Symbols can be problematic, and emoji doesn't have a great rep. My boyfriend often reminds me that emojis seem trite, lazy, just filler for what words do best. So he'll never understand why texting three yellow cats with hearts for eyes could be better than typing "I'm thinking of you." MIT Researcher Kate Crawford calls emoji “a taxonomy of feeling in a grid menu of ideograms.” Alice Robb interviewed linguists who, in the vein of the iconoclasts, suggest that using emojis disconnects us from experiencing emotions when we express them only in shorthand. The essentializing nature of the limited emoji language and what it signals about normative culture seems maybe best highlighted by the emoji poetry tumbler and projects like emojidick, yes—a translation of Moby Dick in only emoji. (Hint, not at all like this:
" Quohog.
his X mark. " )
Still, it seems digital icons keep breaking new ground. The Noun Project expands the options within our digital, visual vocabulary almost daily, and it’s been nearly three months now since the iOS6 introduced hundreds of additional emojis to the picture language. But at the same time that icon communication seems freer, isn’t the expanded language simply closer to a true alphabet?

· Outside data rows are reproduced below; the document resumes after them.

//! PostgreSQL pool setup and migrations

use sqlx::postgres::{PgPool, PgPoolOptions};
use std::time::Duration;

use crate::config::Config;
use crate::error::CollectionError;

/// Database connection error
#[derive(Debug, thiserror::Error)]
pub enum DbError {
    #[error("Failed to connect to database: {0}")]
    ConnectionError(String),

    #[error("Failed to run migrations: {0}")]
    MigrationError(String),

    #[error("Database health check failed: {0}")]
    HealthCheckError(String),
}

impl From<DbError> for CollectionError {
    fn from(err: DbError) -> Self {
        CollectionError::Storage(err.to_string())
    }
}

/// Create a database connection pool
pub async fn create_pool(config: &Config) -> Result<PgPool, DbError> {
    tracing::info!("Connecting to database at {}", config.database_url_masked());

    let pool = PgPoolOptions::new()
        .max_connections(config.db_max_connections)
        .acquire_timeout(Duration::from_secs(5))
        .idle_timeout(Duration::from_secs(600))
        .connect(&config.database_url)
        .await
        .map_err(|e| DbError::ConnectionError(e.to_string()))?;

    tracing::info!("Database connection pool created successfully");

    Ok(pool)
}

/// Apply the embedded migrations
pub async fn run_migrations(pool: &PgPool) -> Result<(), DbError> {
    tracing::info!("Running database migrations...");

    sqlx::migrate!("./migrations")
        .run(pool)
        .await
        .map_err(|e| DbError::MigrationError(e.to_string()))?;

    tracing::info!("Database migrations completed successfully");

    Ok(())
}

/// Check database connectivity (for health checks)
pub async fn check_health(pool: &PgPool) -> Result<(), DbError> {
    sqlx::query("SELECT 1")
        .fetch_one(pool)
        .await
        .map_err(|e| DbError::HealthCheckError(e.to_string()))?;

    Ok(())
}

"Consider The Lobster" by David Foster Wallace
-Eric Lemay
Balloon Pop Outlaw Black by Patricia Lockwood
-Eric Lemay
Balloon Pop Outlaw Black by Patricia Lockwood
Credits: All icons courtesy The Noun Project, with coloring and minor alterations
Explosion: Nico Tzogalis
Thief: André Renault
Drop: useiconic.com
Can: Ryzhkov Anton
Conception: Luis Prado
Ghost: Kevin Wynn
Whale: Alv Jørgen Bovolden
My favorite emoji user is a friend and architect (and designer of the banner at the beginning of this post), whose poetic icon sequences consider the progression of each individual symbol, as well as the nuance of their sequential combination in terms of color. This friend’s communications often make me notice how the restrictive qualities of symbols can be casually subverted in unexpected ways.
Many thanks to all who contributed reviews to this project, for your enthusiasm and for your rule-breaking. Thanks to Annie Kurtin for banner design.
I created a lot of essays when I am studying and until now I am writing it with all of my heart.